Help, I need write a nginx module

I need to write a nginx module to enhance the performance of our
service.The following is what our service doing,

1. When getting the http request from the client,  our service send 

http request to another server to validate the identification of the
client.

2. If the validation passed, then send http request to another 

server to get the metainfo of the file requested by the client.

3. If the metainfo is retrieved,  use the metainfo to pull file data 

from backend stroage using http GET.

I've read the guide of nginx module developement, but that's not 

enough, these days, I’ve been reading the code of nginx. It’s a hard
job, i confess.
I think, I should write a handler module, and using upstream to
interact with other services, as far as i know , upstream send the
response directly to the client, the only thing I can do is defining an
“input_filter” of upstream, I’m wondering whether “input_filter” can be
used to initiate another upstream request.
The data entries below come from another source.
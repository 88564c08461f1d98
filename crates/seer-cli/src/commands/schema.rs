use schemars::schema_for;

use seer_core::{JobInfo, PredictionAnnotation, Vocabulary};

use crate::cli::GlobalFlags;
use crate::cli::root_commands::{SchemaArgs, SchemaTarget};
use crate::output::output;
use crate::replay::ModelFile;

pub fn schema_value(target: SchemaTarget) -> anyhow::Result<serde_json::Value> {
    let schema = match target {
        SchemaTarget::Vocabulary => schema_for!(Vocabulary),
        SchemaTarget::Prediction => schema_for!(PredictionAnnotation),
        SchemaTarget::Model => schema_for!(ModelFile),
        SchemaTarget::Job => schema_for!(JobInfo),
    };
    Ok(serde_json::to_value(schema)?)
}

/// Handle `seer schema`.
pub fn handle(args: &SchemaArgs, flags: &GlobalFlags) -> anyhow::Result<()> {
    output(&schema_value(args.target)?, flags.format)
}
use std::path::PathBuf;

use clap::Parser;

pub mod global;
pub mod root_commands;

pub use global::{GlobalFlags, OutputFormat};
pub use root_commands::Commands;

/// Top-level CLI parser for the `seer` binary.
#[derive(Debug, Parser)]
#[command(
    name = "seer",
    version,
    about = "seer - fold model predictions into a labeling project"
)]
pub struct Cli {
    #[command(subcommand)]
    pub command: Commands,

    /// Output format: json, raw
    #[arg(short, long, global = true, default_value = "json")]
    pub format: OutputFormat,

    /// Quiet mode (errors only)
    #[arg(short, long, global = true)]
    pub quiet: bool,

    /// Verbose mode (debug logging)
    #[arg(short, long, global = true)]
    pub verbose: bool,

    /// Extra config file, layered above .seer/config.toml
    #[arg(short, long, global = true)]
    pub config: Option<PathBuf>,
}

impl Cli {
    /// Extract ergonomic global flags struct for command handlers.
    #[must_use]
    pub fn global_flags(&self) -> GlobalFlags {
        GlobalFlags {
            format: self.format,
            quiet: self.quiet,
            verbose: self.verbose,
            config: self.config.clone(),
        }
    }
}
 Any one can help ? Thanks in advance!

Posted at Nginx Forum:

I don’t think this is really necessary. You can use proxy upstream or
fastcgi to connect to php (or perl or whatever), which can then do
authentication, and send back a reproxy-url header, which will cause
nginx to send the user the contents of whatever url you send back,
which can be a local file or a remote http link. this is very fast and
efficient. I have no problems proxying out over 300 megabit of traffic
from a single server in this manner, with minimal ram use, and most of
the cpu time used being taken up by the network card’s interrupts.

the only part i’m fuzzy on is the metadata. how exactly does that fit in
here?

Well, we divide file into blocks, each block is 4M, and files are
divided into blocks before storing them in backend storage.

The metadata here including the filename, filesize, and sha256 hash of
the blocks.

Our service need to assemble the blocks on the fly and pipelining them
to the client.

Seems subrequests are needed to send multiple requests to the backend
storage server and then assemble the response.

Is that correct?

Posted at Nginx Forum:

On Fri, Sep 25, 2009 at 04:49:33AM -0400, fuji246 wrote:

Well, we divide file into blocks, each block is 4M, and files are divided into blocks before storing them in backend storage.

The metadata here including the filename, filesize, and sha256 hash of the blocks.

Our service need to assemble the blocks on the fly and pipelining them to the client.

Seems subrequests are needed to send multiple requests to the backend storage server and then assemble the response.

Is that correct?

Yes, subrequests allow to assemble the response in right order.

On Fri, Sep 25, 2009 at 02:35:37AM -0400, fuji246 wrote:

I need to write a nginx module to enhance the performance of our service.The following is what our service doing,

1. When getting the http request from the client,  our service send http request to another server to validate the identification of the client.

2. If the validation passed, then send http request to another server to get the metainfo of the file requested by the client.

3. If the metainfo is retrieved,  use the metainfo to pull file data from backend stroage using http GET.

I've read the guide of nginx module developement, but that's not enough, these days, I've been reading the code of nginx. It's a hard job, i confess.
I think, I should write a handler module, and using upstream to interact with other services, as far as i know , upstream send the response directly to the client,  the only thing I can do is defining an "input_filter" of upstream, I'm wondering whether "input_filter" can be used to initiate another upstream request.

It’s not easy task.
However, you may try to use X-Accel-Redirect:

location / {
    proxy_pass   http://auth;
    # it returns "X-Accel-Redirect: /meta/..." for valid users
}

location /meta/ {
    proxy_pass   http://meta;
    # it returns "X-Accel-Redirect: /storage/..."
}

location /storage/ {
    proxy_pass   http://storage;
}

This is something I’d like to do as well. How do subrequests work?

I just can’t believe it.

I‘ve got it.

Thanks for your relay, Igor,

Thanks for your excellent piece of art.